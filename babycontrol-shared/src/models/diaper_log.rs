/// Diaper logs

use chrono::{DateTime, Utc};
use serde::{Deserialize, Serialize};
use sqlx::PgPool;
use uuid::Uuid;

use super::activity_log::{ActivityKind, ActivityLog};

#[derive(Debug, Clone, Copy, PartialEq, Eq, Serialize, Deserialize)]
#[serde(rename_all = "lowercase")]
pub enum DiaperType {
    Wet,
    Dirty,
    Both,
}

impl DiaperType {
    pub fn as_str(&self) -> &'static str {
        match self {
            DiaperType::Wet => "wet",
            DiaperType::Dirty => "dirty",
            DiaperType::Both => "both",
        }
    }

    pub fn from_str(s: &str) -> Option<Self> {
        match s {
            "wet" => Some(DiaperType::Wet),
            "dirty" => Some(DiaperType::Dirty),
            "both" => Some(DiaperType::Both),
            _ => None,
        }
    }
}

#[derive(Debug, Clone, Serialize, Deserialize, sqlx::FromRow)]
pub struct DiaperLog {
    pub id: Uuid,
    pub family_id: Uuid,
    pub baby_id: Uuid,
    pub caretaker_id: Option<Uuid>,
    pub time: DateTime<Utc>,
    pub diaper_type: String,
    pub condition: Option<String>,
    pub color: Option<String>,
    pub blowout: bool,
    pub created_at: DateTime<Utc>,
    pub updated_at: DateTime<Utc>,
    #[serde(skip_serializing_if = "Option::is_none")]
    pub deleted_at: Option<DateTime<Utc>>,
}

impl ActivityLog for DiaperLog {
    const KIND: ActivityKind = ActivityKind::Diaper;
    const TABLE: &'static str = "diaper_logs";
    const TIME_COLUMN: &'static str = "time";

    fn id(&self) -> Uuid {
        self.id
    }

    fn baby_id(&self) -> Uuid {
        self.baby_id
    }

    fn occurred_at(&self) -> DateTime<Utc> {
        self.time
    }
}

#[derive(Debug, Clone)]
pub struct DiaperLogInput {
    pub baby_id: Uuid,
    pub time: DateTime<Utc>,
    pub diaper_type: DiaperType,
    pub condition: Option<String>,
    pub color: Option<String>,
    pub blowout: bool,
}

#[derive(Debug, Clone, Default)]
pub struct DiaperLogPatch {
    pub time: Option<DateTime<Utc>>,
    pub diaper_type: Option<DiaperType>,
    pub condition: Option<String>,
    pub color: Option<String>,
    pub blowout: Option<bool>,
}

impl DiaperLogPatch {
    pub fn apply(self, current: &DiaperLog) -> DiaperLogInput {
        DiaperLogInput {
            baby_id: current.baby_id,
            time: self.time.unwrap_or(current.time),
            diaper_type: self
                .diaper_type
                .or_else(|| DiaperType::from_str(&current.diaper_type))
                .unwrap_or(DiaperType::Wet),
            condition: self.condition.or_else(|| current.condition.clone()),
            color: self.color.or_else(|| current.color.clone()),
            blowout: self.blowout.unwrap_or(current.blowout),
        }
    }
}

impl DiaperLog {
    pub async fn create(
        pool: &PgPool,
        family_id: Uuid,
        caretaker_id: Option<Uuid>,
        input: DiaperLogInput,
    ) -> Result<Self, sqlx::Error> {
        sqlx::query_as::<_, DiaperLog>(
            r#"
            INSERT INTO diaper_logs (family_id, baby_id, caretaker_id, time, diaper_type,
                                     condition, color, blowout)
            VALUES ($1, $2, $3, $4, $5, $6, $7, $8)
            RETURNING *
            "#,
        )
        .bind(family_id)
        .bind(input.baby_id)
        .bind(caretaker_id)
        .bind(input.time)
        .bind(input.diaper_type.as_str())
        .bind(input.condition)
        .bind(input.color)
        .bind(input.blowout)
        .fetch_one(pool)
        .await
    }

    pub async fn replace(
        pool: &PgPool,
        family_id: Uuid,
        id: Uuid,
        input: DiaperLogInput,
    ) -> Result<Option<Self>, sqlx::Error> {
        sqlx::query_as::<_, DiaperLog>(
            r#"
            UPDATE diaper_logs
            SET time = $3, diaper_type = $4, condition = $5, color = $6, blowout = $7,
                updated_at = NOW()
            WHERE id = $1 AND family_id = $2 AND deleted_at IS NULL
            RETURNING *
            "#,
        )
        .bind(id)
        .bind(family_id)
        .bind(input.time)
        .bind(input.diaper_type.as_str())
        .bind(input.condition)
        .bind(input.color)
        .bind(input.blowout)
        .fetch_optional(pool)
        .await
    }
}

• What is required:
Exactly as written, restate every record in the listing.

• Response to the exercise:
filename babycontrol-shared/src/models/diaper_log.rs
/// Diaper logs

use chrono::{DateTime, Utc};
use serde::{Deserialize, Serialize};
use sqlx::PgPool;
use uuid::Uuid;

use super::activity_log::{ActivityKind, ActivityLog};

#[derive(Debug, Clone, Copy, PartialEq, Eq, Serialize, Deserialize)]
#[serde(rename_all = "lowercase")]
pub enum DiaperType {
    Wet,
    Dirty,
    Both,
}

impl DiaperType {
    pub fn as_str(&self) -> &'static str {
        match self {
            DiaperType::Wet => "wet",
            DiaperType::Dirty => "dirty",
            DiaperType::Both => "both",
        }
    }

    pub fn from_str(s: &str) -> Option<Self> {
        match s {
            "wet" => Some(DiaperType::Wet),
            "dirty" => Some(DiaperType::Dirty),
            "both" => Some(DiaperType::Both),
            _ => None,
        }
    }
}

#[derive(Debug, Clone, Serialize, Deserialize, sqlx::FromRow)]
pub struct DiaperLog {
    pub id: Uuid,
    pub family_id: Uuid,
    pub baby_id: Uuid,
    pub caretaker_id: Option<Uuid>,
    pub time: DateTime<Utc>,
    pub diaper_type: String,
    pub condition: Option<String>,
    pub color: Option<String>,
    pub blowout: bool,
    pub created_at: DateTime<Utc>,
    pub updated_at: DateTime<Utc>,
    #[serde(skip_serializing_if = "Option::is_none")]
    pub deleted_at: Option<DateTime<Utc>>,
}

impl ActivityLog for DiaperLog {
    const KIND: ActivityKind = ActivityKind::Diaper;
    const TABLE: &'static str = "diaper_logs";
    const TIME_COLUMN: &'static str = "time";

    fn id(&self) -> Uuid {
        self.id
    }

    fn baby_id(&self) -> Uuid {
        self.baby_id
    }

    fn occurred_at(&self) -> DateTime<Utc> {
        self.time
    }
}

#[derive(Debug, Clone)]
pub struct DiaperLogInput {
    pub baby_id: Uuid,
    pub time: DateTime<Utc>,
    pub diaper_type: DiaperType,
    pub condition: Option<String>,
    pub color: Option<String>,
    pub blowout: bool,
}

#[derive(Debug, Clone, Default)]
pub struct DiaperLogPatch {
    pub time: Option<DateTime<Utc>>,
    pub diaper_type: Option<DiaperType>,
    pub condition: Option<String>,
    pub color: Option<String>,
    pub blowout: Option<bool>,
}

impl DiaperLogPatch {
    pub fn apply(self, current: &DiaperLog) -> DiaperLogInput {
        DiaperLogInput {
            baby_id: current.baby_id,
            time: self.time.unwrap_or(current.time),
            diaper_type: self
                .diaper_type
                .or_else(|| DiaperType::from_str(&current.diaper_type))
                .unwrap_or(DiaperType::Wet),
            condition: self.condition.or_else(|| current.condition.clone()),
            color: self.color.or_else(|| current.color.clone()),
            blowout: self.blowout.unwrap_or(current.blowout),
        }
    }
}

impl DiaperLog {
    pub async fn create(
        pool: &PgPool,
        family_id: Uuid,
        caretaker_id: Option<Uuid>,
        input: DiaperLogInput,
    ) -> Result<Self, sqlx::Error> {
        sqlx::query_as::<_, DiaperLog>(
            r#"
            INSERT INTO diaper_logs (family_id, baby_id, caretaker_id, time, diaper_type,
                                     condition, color, blowout)
            VALUES ($1, $2, $3, $4, $5, $6, $7, $8)
            RETURNING *
            "#,
        )
        .bind(family_id)
        .bind(input.baby_id)
        .bind(caretaker_id)
        .bind(input.time)
        .bind(input.diaper_type.as_str())
        .bind(input.condition)
        .bind(input.color)
        .bind(input.blowout)
        .fetch_one(pool)
        .await
    }

    pub async fn replace(
        pool: &PgPool,
        family_id: Uuid,
        id: Uuid,
        input: DiaperLogInput,
    ) -> Result<Option<Self>, sqlx::Error> {
        sqlx::query_as::<_, DiaperLog>(
            r#"
            UPDATE diaper_logs
            SET time = $3, diaper_type = $4, condition = $5, color = $6, blowout = $7,
                updated_at = NOW()
            WHERE id = $1 AND family_id = $2 AND deleted_at IS NULL
            RETURNING *
            "#,
        )
        .bind(id)
        .bind(family_id)
        .bind(input.time)
        .bind(input.diaper_type.as_str())
        .bind(input.condition)
        .bind(input.color)
        .bind(input.blowout)
        .fetch_optional(pool)
        .await
    }
}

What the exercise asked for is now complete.